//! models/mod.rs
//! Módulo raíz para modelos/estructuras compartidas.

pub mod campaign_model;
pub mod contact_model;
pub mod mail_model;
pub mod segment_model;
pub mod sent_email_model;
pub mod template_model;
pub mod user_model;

## Your instructions
Reproduce the listing above exactly, in its entirety.

## Exercise output
//! models/mod.rs
//! Módulo raíz para modelos/estructuras compartidas.

pub mod campaign_model;
pub mod contact_model;
pub mod mail_model;
pub mod segment_model;
pub mod sent_email_model;
pub mod template_model;
pub mod user_model;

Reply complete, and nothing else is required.